Exploring Key Genes of Glutathione Metabolism in Systemic Lupus Erythematosus Based on Mendelian Randomisation, Single-Cell RNA Sequencing and Multiple Machine Learning Approaches.

Systemic lupus erythematosus (SLE) is a complex autoimmune disease characterised by immune dysregulation leading to inflammation and organ damage. Despite the rising global incidence of SLE, its aetiology remains unclear. We applied Mendelian randomisation (MR), multi-omics integration, machine learning (ML), and SHAP to identify key metabolites and genes associated with SLE, revealing the crucial role of the glutathione pathway. MR analysis was performed on 1400 serum metabolites, revealing significant enrichment in the glutathione metabolic pathway. Single-cell RNA sequencing (scRNA-seq) data classified monocytes into Metabolism_high and Metabolism_low groups based on glutathione metabolism scores. Differentially expressed genes were analysed using GSEA, metabolic pathway activity assessment, transcription factor prediction, cellular communication analysis, and Pseudotime analysis. LASSO regression identified hub genes and machine learning models (CatBoost, XGBoost, NGBoost) were developed. The SHAP method was used to interpret these models. Expression of key genes was validated across multiple datasets. MR analysis confirmed that metabolites were enriched in the glutathione pathway, identifying nine hub genes. Machine learning models achieved AUCs of 0.85, 0.80, and 0.83 in the validation set.
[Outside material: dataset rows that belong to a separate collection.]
use std::fmt;

use nom::bytes::complete::take_while1;
use nom::character::complete::{not_line_ending, space0};
use nom::error::{ErrorKind, ParseError as _};
use nom::sequence::{delimited, preceded};
use thiserror::Error;

use crate::ops::{LogicOp, Op};
use crate::syntax::{self, key, Input, Parsed};
use crate::types::{parse::address, Address, Cell};

#[derive(Debug, Error, PartialEq, Eq)]
pub enum ListingError {
    #[error("Line {line}: {source}")]
    Syntax { line: usize, source: syntax::Error },

    #[error("Line {line}: expected address {expected}, found {found}")]
    Gap {
        line: usize,
        expected: Address,
        found: Address,
    },
}

/// Storage class reserved by an allocation opcode.
#[derive(Debug, Clone, Copy, PartialEq, Eq)]
pub enum Alloc {
    Integer,
    Real,
    Text,
    Boolean,
}

#[derive(Debug, Clone, PartialEq, Eq)]
pub enum Opcode {
    Stop,
    LoadInt,
    LoadReal,
    LoadText,
    LoadBool,
    Arith(Op),
    Compare(LogicOp),
    Store,
    Load,
    StoreIndirect,
    LoadIndirect,
    Write,
    Read,
    Jump,
    JumpIfFalse,
    Alloc(Alloc),
    /// A mnemonic the machine does not know. Kept so that listings round trip.
    Unknown(String),
}

impl Opcode {
    pub fn mnemonic(&self) -> &str {
        match self {
            Opcode::Stop => "STP",
            Opcode::LoadInt => "LDI",
            Opcode::LoadReal => "LDR",
            Opcode::LoadText => "LDS",
            Opcode::LoadBool => "LDB",
            Opcode::Arith(Op::Add) => "ADD",
            Opcode::Arith(Op::Sub) => "SUB",
            Opcode::Arith(Op::Mul) => "MUL",
            Opcode::Arith(Op::Div) => "DIV",
            Opcode::Arith(Op::Mod) => "MOD",
            Opcode::Arith(Op::Pow) => "POW",
            Opcode::Compare(LogicOp::Eq) => "EQL",
            Opcode::Compare(LogicOp::NotEq) => "DIF",
            Opcode::Compare(LogicOp::Less) => "SMR",
            Opcode::Compare(LogicOp::Greater) => "BGR",
            Opcode::Compare(LogicOp::LessOrEqual) => "SME",
            Opcode::Compare(LogicOp::GreaterOrEqual) => "BGE",
            Opcode::Store => "STR",
            Opcode::Load => "LDV",
            Opcode::StoreIndirect => "STX",
            Opcode::LoadIndirect => "LDX",
            Opcode::Write => "WRT",
            Opcode::Read => "REA",
            Opcode::Jump => "JMP",
            Opcode::JumpIfFalse => "JMF",
            Opcode::Alloc(Alloc::Integer) => "ALI",
            Opcode::Alloc(Alloc::Real) => "ALR",
            Opcode::Alloc(Alloc::Text) => "ALS",
            Opcode::Alloc(Alloc::Boolean) => "ALB",
            Opcode::Unknown(name) => name,
        }
    }

    pub fn is_jump(&self) -> bool {
        matches!(self, Opcode::Jump | Opcode::JumpIfFalse)
    }

    /// Opcodes whose operand is a literal memory cell.
    pub fn is_direct(&self) -> bool {
        matches!(self, Opcode::Store | Opcode::Load)
    }
}

impl From<&str> for Opcode {
    fn from(mnemonic: &str) -> Self {
        match mnemonic.to_ascii_uppercase().as_str() {
            "STP" => Opcode::Stop,
            "LDI" => Opcode::LoadInt,
            "LDR" => Opcode::LoadReal,
            "LDS" => Opcode::LoadText,
            "LDB" => Opcode::LoadBool,
            "ADD" => Opcode::Arith(Op::Add),
            "SUB" => Opcode::Arith(Op::Sub),
            "MUL" => Opcode::Arith(Op::Mul),
            "DIV" => Opcode::Arith(Op::Div),
            "MOD" => Opcode::Arith(Op::Mod),
            "POW" => Opcode::Arith(Op::Pow),
            "EQL" => Opcode::Compare(LogicOp::Eq),
            "DIF" => Opcode::Compare(LogicOp::NotEq),
            "SMR" => Opcode::Compare(LogicOp::Less),
            "BGR" => Opcode::Compare(LogicOp::Greater),
            "SME" => Opcode::Compare(LogicOp::LessOrEqual),
            "BGE" => Opcode::Compare(LogicOp::GreaterOrEqual),
            "STR" => Opcode::Store,
            "LDV" => Opcode::Load,
            "STX" => Opcode::StoreIndirect,
            "LDX" => Opcode::LoadIndirect,
            "WRT" => Opcode::Write,
            "REA" => Opcode::Read,
            "JMP" => Opcode::Jump,
            "JMF" => Opcode::JumpIfFalse,
            "ALI" => Opcode::Alloc(Alloc::Integer),
            "ALR" => Opcode::Alloc(Alloc::Real),
            "ALS" => Opcode::Alloc(Alloc::Text),
            "ALB" => Opcode::Alloc(Alloc::Boolean),
            other => Opcode::Unknown(other.to_string()),
        }
    }
}

impl fmt::Display for Opcode {
    fn fmt(&self, f: &mut fmt::Formatter<'_>) -> fmt::Result {
        f.write_str(self.mnemonic())
    }
}

/// One instruction. Its address and opcode are fixed at emission; only the
/// operand may change afterwards (back-patching).
#[derive(Debug, Clone, PartialEq, Eq)]
pub struct Instruction {
    address: Address,
    opcode: Opcode,
    operand: String,
}

impl Instruction {
    pub(in crate::sm) fn new(address: Address, opcode: Opcode, operand: String) -> Self {
        Instruction {
            address,
            opcode,
            operand,
        }
    }

    pub fn address(&self) -> Address {
        self.address
    }

    pub fn opcode(&self) -> &Opcode {
        &self.opcode
    }

    pub fn operand(&self) -> &str {
        &self.operand
    }

    pub(in crate::sm) fn set_operand(&mut self, operand: String) {
        self.operand = operand;
    }
}

impl fmt::Display for Instruction {
    fn fmt(&self, f: &mut fmt::Formatter<'_>) -> fmt::Result {
        write!(f, "({}, {}, {})", self.address, self.opcode, self.operand)
    }
}

/// A finished instruction stream with addresses `1..=len()` and no gaps.
#[derive(Debug, Clone, Default, PartialEq, Eq)]
pub struct Program {
    pub(in crate::sm) instructions: Vec<Instruction>,
}

impl Program {
    pub fn new() -> Self {
        Self::default()
    }

    pub fn instructions(&self) -> impl Iterator<Item = &Instruction> {
        self.instructions.iter()
    }

    pub fn get(&self, address: Address) -> Option<&Instruction> {
        address
            .checked_sub(1)
            .and_then(|index| self.instructions.get(index))
    }

    pub fn len(&self) -> usize {
        self.instructions.len()
    }

    pub fn is_empty(&self) -> bool {
        self.instructions.is_empty()
    }

    /// Highest cell named literally by a direct store or load.
    pub fn max_direct_cell(&self) -> Option<Cell> {
        self.instructions
            .iter()
            .filter(|i| i.opcode.is_direct())
            .filter_map(|i| i.operand.trim().parse::<Cell>().ok())
            .max()
    }

    /// One `(address, OPCODE, operand)` line per instruction.
    pub fn listing(&self) -> String {
        let mut listing = String::new();
        for instruction in &self.instructions {
            listing.push_str(&instruction.to_string());
            listing.push('\n');
        }
        listing
    }

    /// Rebuilds a program from [`listing`](Self::listing) output. Blank lines
    /// are skipped; addresses must run `1, 2, 3, ...` without gaps.
    pub fn parse_listing(text: &str) -> Result<Program, ListingError> {
        let mut program = Program::new();

        let lines = text
            .lines()
            .enumerate()
            .filter(|(_, line)| !line.trim().is_empty());

        for (number, line) in lines {
            let line_no = number + 1;
            let (address, opcode, operand) =
                syntax::parse("instruction", instruction, line).map_err(|source| {
                    ListingError::Syntax {
                        line: line_no,
                        source,
                    }
                })?;

            let expected = program.len() + 1;
            if address != expected {
                return Err(ListingError::Gap {
                    line: line_no,
                    expected,
                    found: address,
                });
            }

            program
                .instructions
                .push(Instruction::new(address, opcode, operand));
        }

        Ok(program)
    }
}

impl fmt::Display for Program {
    fn fmt(&self, f: &mut fmt::Formatter<'_>) -> fmt::Result {
        f.write_str(&self.listing())
    }
}

// Instruction ::= '(' Address ',' Mnemonic ',' Operand ')'
// Operand ::= everything up to the closing parenthesis that ends the line
fn instruction(input: Input) -> Parsed<(Address, Opcode, String)> {
    let (input, address) = preceded(key("("), address)(input)?;
    let (input, mnemonic) = delimited(
        key(","),
        preceded(space0, take_while1(|c: char| c.is_ascii_alphanumeric())),
        key(","),
    )(input)?;
    let (input, rest) = preceded(space0, not_line_ending)(input)?;
    let (_, operand) = operand(rest)?;

    Ok((input, (address, Opcode::from(mnemonic), operand.to_string())))
}

fn operand(input: Input) -> Parsed<Input> {
    let body = input.trim_end();

    match body.strip_suffix(')') {
        Some(operand) => Ok(("", operand.trim())),
        None => Err(nom::Err::Error(syntax::ParseError::from_error_kind(
            body,
            ErrorKind::Char,
        ))),
    }
}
SHAP analysis highlighted LAP3 as the top contributing gene across all models. scRNA-seq data showed that LAP3 plays a significant role in the immune microenvironment of SLE. Validation across multiple datasets (training, validation, and GSE112087) revealed elevated LAP3 expression in PBMCs of SLE patients, with AUCs of 0.935, 0.795, and 0.817, respectively, suggesting strong diagnostic potential. Glutathione metabolism is closely associated with SLE development and LAP3 may play a key role in its progression. Both glutathione metabolism and LAP3 could serve as potential targets for SLE diagnosis and treatment.